# Enclosure ideas.



## Rhysandfish (Jun 2, 2017)

im getting a subadult b&w (30 inches or so) and i wanted to know if a 4x4 enclosure would be fine. I would have them out on a regular basis but would that be okay? I dont want to cram my lizard and I can make an 4x8 but i would rather not because i dont have much room.


----------



## Walter1 (Jun 2, 2017)

Even with best intentions, at some point it will feel cramped.


----------



## Rhysandfish (Jun 2, 2017)

Walter1 said:


> Even with best intentions, at some point it will feel cramped.

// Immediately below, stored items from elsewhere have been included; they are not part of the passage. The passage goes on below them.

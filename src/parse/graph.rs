//! petgraph-based directed graph wrapper for the workflow canvas.

use std::collections::HashMap;

use petgraph::Direction;
use petgraph::graph::{DiGraph, NodeIndex};
use petgraph::visit::EdgeRef;

use super::types::Canvas;

#[derive(Debug, Clone, PartialEq, Eq)]
pub enum Vertex {
    /// A node placed on the canvas.
    Placed { id: String, workflow_id: String },
    /// An id referenced by an edge that has no placed node.
    Dangling { id: String },
}

impl Vertex {
    pub fn id(&self) -> &str {
        match self {
            Vertex::Placed { id, .. } | Vertex::Dangling { id } => id,
        }
    }

    pub fn workflow_id(&self) -> Option<&str> {
        match self {
            Vertex::Placed { workflow_id, .. } => Some(workflow_id),
            Vertex::Dangling { .. } => None,
        }
    }
}

/// Canvas as a directed graph. Edge weights are the edge's position in the
/// canvas edge list, so "first edge by input order" is the minimum weight.
pub struct CanvasGraph {
    pub graph: DiGraph<Vertex, usize>,
    pub node_indices: HashMap<String, NodeIndex>,
    /// Placed nodes in canvas order. A repeated id keeps its first occurrence.
    pub placed: Vec<NodeIndex>,
    pub duplicate_ids: Vec<String>,
}

impl CanvasGraph {
    pub fn build(canvas: &Canvas) -> Self {
        let mut graph = DiGraph::new();
        let mut node_indices = HashMap::new();
        let mut placed = Vec::new();
        let mut duplicate_ids = Vec::new();

        for node in &canvas.nodes {
            if node_indices.contains_key(&node.id) {
                duplicate_ids.push(node.id.clone());
                continue;
            }
            let idx = graph.add_node(Vertex::Placed {
                id: node.id.clone(),
                workflow_id: node.workflow_id.clone(),
            });
            node_indices.insert(node.id.clone(), idx);
            placed.push(idx);
        }

        for (position, edge) in canvas.edges.iter().enumerate() {
            let s = endpoint(&mut graph, &mut node_indices, &edge.source_id);
            let t = endpoint(&mut graph, &mut node_indices, &edge.target_id);
            graph.add_edge(s, t, position);
        }

        CanvasGraph {
            graph,
            node_indices,
            placed,
            duplicate_ids,
        }
    }

    pub fn vertex(&self, idx: NodeIndex) -> &Vertex {
        &self.graph[idx]
    }

    pub fn edge_count(&self) -> usize {
        self.graph.edge_count()
    }

    /// Target of the earliest edge leaving `idx`, if any.
    pub fn first_successor(&self, idx: NodeIndex) -> Option<NodeIndex> {
        self.graph
            .edges_directed(idx, Direction::Outgoing)
            .min_by_key(|e| *e.weight())
            .map(|e| e.target())
    }

    /// First placed node, in canvas order, with no incoming edge.
    pub fn start_node(&self) -> Option<NodeIndex> {
        self.placed
            .iter()
            .copied()
            .find(|&idx| self.incoming(idx) == 0)
    }

    pub fn incoming(&self, idx: NodeIndex) -> usize {
        self.graph.edges_directed(idx, Direction::Incoming).count()
    }

    pub fn outgoing(&self, idx: NodeIndex) -> usize {
        self.graph.edges_directed(idx, Direction::Outgoing).count()
    }

    pub fn incoming_count(&self, node_id: &str) -> usize {
        self.node_indices
            .get(node_id)
            .map_or(0, |&idx| self.incoming(idx))
    }

    pub fn outgoing_count(&self, node_id: &str) -> usize {
        self.node_indices
            .get(node_id)
            .map_or(0, |&idx| self.outgoing(idx))
    }

    pub fn dangling(&self) -> impl Iterator<Item = NodeIndex> + '_ {
        self.graph
            .node_indices()
            .filter(|&idx| matches!(self.graph[idx], Vertex::Dangling { .. }))
    }
}

fn endpoint(
    graph: &mut DiGraph<Vertex, usize>,
    node_indices: &mut HashMap<String, NodeIndex>,
    id: &str,
) -> NodeIndex {
    if let Some(&idx) = node_indices.get(id) {
        return idx;
    }
    let idx = graph.add_node(Vertex::Dangling { id: id.to_string() });
    node_indices.insert(id.to_string(), idx);
    idx
}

So what size should i go with? Maybe a 6x4?


----------



## Walter1 (Jun 2, 2017)

Even 6 is tight. Might not seem so, but is. 8 is considered minimally accepable and works, especially with owners like yourself that want a lot of free-roam time. even still,most keepers I think would agree that the tegu would benefit with even more room.


----------



## Rhysandfish (Jun 2, 2017)

Walter1 said:


> Even 6 is tight. Might not seem so, but is. 8 is considered minimally accepable and works, especially with owners like yourself that want a lot of free-roam time. even still,most keepers I think would agree that the tegu would benefit with even more room.


Thats fine with me. I just want to save space in my room. Could i make a two story or anpther space saver?


----------